I get to Boadillo. My heel is no worse, no better. I ponder whether a day of rest will help.
Until yesterday, I have had a charmed Camino. I have watched my younger, sometimes much younger, friends suffer from blisters, twisted ankles, and bad knees, but not me. And, yes, I have been a bit cocky.
Stopping at a bar, I meet Danny from Nashville, whom I met two days earlier in Tardejos. Danny is a hale fellow well met, a proud Tennessean, a Christian. He and I enjoy some Sopa Castellano, wonderful garlic soup. My heel feels tolerable.
We start walking toward Fromista, walking slowly, carefully. About a half a kilometer outside town, in an instant, I find myself face down on the ground in a puddle of blood. I don’t know how I got there. I don’t remember tripping. I am surrounded by angels. A nurse from Korea is only steps behind me when I fall. She and Danny kneel over me, concerned, caring for me.
They walk me back to the last albergue in Boadillo, supporting my weight and carrying my backpack. At the albergue an Italian peregrina, who looks way too young, identifies herself as a doctor. Another peregrina is, I think, a physician assistant. Together with the Korean nurse, they patiently and painstakingly clean the gravel from my wounds.

Their ministrations seem to me as expert as anybody could hope for, but, moreover, filled with the spirit of the Camino.

In the meantime Danny and Ana, angel of the Camino, peregrina from Madrid, arrange for a taxi to take me to the consultario in Fromista. Ana comes to translate, Danny because he is his brother’s keeper.
At the consultario I am tended to and bandaged. I get four butterfly closures, covered with gauze and tape. I ask whether I will lose all my teeth. I wonder if both my hands are broken. They assure me, through Ana, that I will be fine. To believe that at this moment requires some faith. I look like Frankenstein’s monster. Ana goes to the Farmacia for me and brings back prescriptions for my mouth, and for inflammation.

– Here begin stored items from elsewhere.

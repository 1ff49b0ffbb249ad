//! Scripted collaborators for driving the sync core in tests.

use std::collections::VecDeque;
use std::sync::atomic::{AtomicUsize, Ordering};
use std::sync::{Arc, Mutex};

use crate::analysis::Millis;
use crate::api::model::{
    AlbumRef, ArtistRef, Image, PlaybackContext, PlayerState, RawAnalysis, RawInterval,
    RepeatMode, SavedTrack, TrackFeatures, TrackItem,
};
use crate::api::{ApiError, PlaybackApi, PlayerCommand};

use super::clock::TimeSource;

#[derive(Default)]
pub struct ManualTime {
    now: Mutex<Millis>,
}

impl ManualTime {
    pub fn at(now: Millis) -> Arc<Self> {
        Arc::new(Self {
            now: Mutex::new(now),
        })
    }

    pub fn advance(&self, ms: Millis) {
        *self.now.lock().unwrap() += ms;
    }
}

impl TimeSource for ManualTime {
    fn now_ms(&self) -> Millis {
        *self.now.lock().unwrap()
    }
}

#[derive(Default)]
pub struct Calls {
    pub player: AtomicUsize,
    pub analysis: AtomicUsize,
    pub features: AtomicUsize,
    pub context: AtomicUsize,
    pub saved: AtomicUsize,
    pub refresh: AtomicUsize,
    pub commands: Mutex<Vec<PlayerCommand>>,
}

impl Calls {
    pub fn get(counter: &AtomicUsize) -> usize {
        counter.load(Ordering::SeqCst)
    }
}

/// `PlaybackApi` double. Player responses are consumed in order; once the
/// script runs out the last response repeats.
pub struct ScriptedApi {
    pub player: Mutex<VecDeque<Result<Option<PlayerState>, ApiError>>>,
    last_player: Mutex<Option<Result<Option<PlayerState>, ApiError>>>,
    pub analysis: Mutex<Result<RawAnalysis, ApiError>>,
    pub features: Mutex<Result<TrackFeatures, ApiError>>,
    pub context: Mutex<Result<String, ApiError>>,
    pub command: Mutex<Result<(), ApiError>>,
    pub refresh: Mutex<Result<(), ApiError>>,
    pub calls: Calls,
    /// Advanced by `latency_ms` on every analysis fetch.
    pub time: Option<Arc<ManualTime>>,
    pub latency_ms: Millis,
}

impl ScriptedApi {
    pub fn new() -> Self {
        Self {
            player: Mutex::new(VecDeque::new()),
            last_player: Mutex::new(None),
            analysis: Mutex::new(Ok(analysis_fixture())),
            features: Mutex::new(Ok(features_fixture(4000.0))),
            context: Mutex::new(Ok("Road Trip".into())),
            command: Mutex::new(Ok(())),
            refresh: Mutex::new(Ok(())),
            calls: Calls::default(),
            time: None,
            latency_ms: 0.0,
        }
    }

    pub fn with_latency(mut self, time: Arc<ManualTime>, latency_ms: Millis) -> Self {
        self.time = Some(time);
        self.latency_ms = latency_ms;
        self
    }

    pub fn script(&self, response: Result<Option<PlayerState>, ApiError>) {
        self.player.lock().unwrap().push_back(response);
    }
}

impl PlaybackApi for ScriptedApi {
    fn playback_state(&self) -> Result<Option<PlayerState>, ApiError> {
        self.calls.player.fetch_add(1, Ordering::SeqCst);
        let next = self.player.lock().unwrap().pop_front();
        let mut last = self.last_player.lock().unwrap();
        if let Some(response) = next {
            *last = Some(response);
        }
        last.clone().unwrap_or(Ok(None))
    }

    fn track_analysis(&self, _track_id: &str) -> Result<RawAnalysis, ApiError> {
        self.calls.analysis.fetch_add(1, Ordering::SeqCst);
        if let Some(time) = &self.time {
            time.advance(self.latency_ms);
        }
        self.analysis.lock().unwrap().clone()
    }

    fn track_features(&self, _track_id: &str) -> Result<TrackFeatures, ApiError> {
        self.calls.features.fetch_add(1, Ordering::SeqCst);
        self.features.lock().unwrap().clone()
    }

    fn context_name(&self, _href: &str) -> Result<String, ApiError> {
        self.calls.context.fetch_add(1, Ordering::SeqCst);
        self.context.lock().unwrap().clone()
    }

    fn saved_tracks(&self) -> Result<Vec<SavedTrack>, ApiError> {
        self.calls.saved.fetch_add(1, Ordering::SeqCst);
        Ok(Vec::new())
    }

    fn send_command(&self, command: PlayerCommand) -> Result<(), ApiError> {
        self.calls.commands.lock().unwrap().push(command);
        self.command.lock().unwrap().clone()
    }

    fn refresh_credential(&self) -> Result<(), ApiError> {
        self.calls.refresh.fetch_add(1, Ordering::SeqCst);
        self.refresh.lock().unwrap().clone()
    }
}

pub fn track(id: &str) -> TrackItem {
    TrackItem {
        id: id.to_string(),
        name: format!("Track {}", id),
        duration_ms: 4000.0,
        artists: vec![ArtistRef {
            id: None,
            name: "Artist".into(),
        }],
        album: Some(AlbumRef {
            name: "Album".into(),
            images: vec![Image {
                url: format!("https://img/{}", id),
            }],
        }),
    }
}

pub fn playing(id: &str, progress_ms: Millis) -> PlayerState {
    PlayerState {
        is_playing: true,
        progress_ms: Some(progress_ms),
        shuffle_state: false,
        repeat_state: RepeatMode::Off,
        context: None,
        item: Some(track(id)),
    }
}

pub fn paused(id: &str, progress_ms: Millis) -> PlayerState {
    PlayerState {
        is_playing: false,
        ..playing(id, progress_ms)
    }
}

pub fn with_context(mut state: PlayerState, href: &str) -> PlayerState {
    state.context = Some(PlaybackContext {
        href: Some(href.to_string()),
        uri: None,
    });
    state
}

fn evenly(count: usize, length_s: f64) -> Vec<RawInterval> {
    (0..count)
        .map(|i| RawInterval {
            start: i as f64 * length_s,
            duration: length_s,
            confidence: 0.5,
            ..Default::default()
        })
        .collect()
}

/// Four seconds of analysis: 16 tatums, 4 segments, 8 beats, 2 bars and a
/// single section, all evenly spaced.
pub fn analysis_fixture() -> RawAnalysis {
    let segments = evenly(4, 1.0)
        .into_iter()
        .map(|segment| RawInterval {
            loudness_start: Some(-20.0),
            loudness_max: Some(-5.0),
            loudness_max_time: Some(0.1),
            loudness_end: Some(-20.0),
            pitches: Some(vec![0.0; 12]),
            timbre: Some(vec![0.0; 12]),
            ..segment
        })
        .collect();
    RawAnalysis {
        tatums: evenly(16, 0.25),
        segments,
        beats: evenly(8, 0.5),
        bars: evenly(2, 2.0),
        sections: evenly(1, 4.0),
    }
}

pub fn features_fixture(duration_ms: Millis) -> TrackFeatures {
    TrackFeatures {
        duration_ms,
        tempo: 120.0,
        ..Default::default()
    }
}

(Ana, not incidentally, turns out to be an impressive young woman, who has worked for years at the Palais des Beaux Artes in Mexico City, and now works at the famous classical theatre in Madrid, home of the works of Lope de Vega. And she has given up a day of her Camino for me.)
Dear reader, before I close, let me say, I will be fine within a week. My wounds will heal. But already, I have a good story, better than a bruised heel or a couple of lousy blisters.
At the albergue, I think people are avoiding me, not wanting to ask what has befallen me, and I cannot blame them. But a young Spanish woman approaches me. She seems genuinely agitated. “Would you be open to a spiritual message?” she asks me. I’m a bit sceptical, but nod assent.
“I have a message from a woman, maybe your partner, maybe your wife. She says to tell you she loves you, and she is proud of what you are doing.”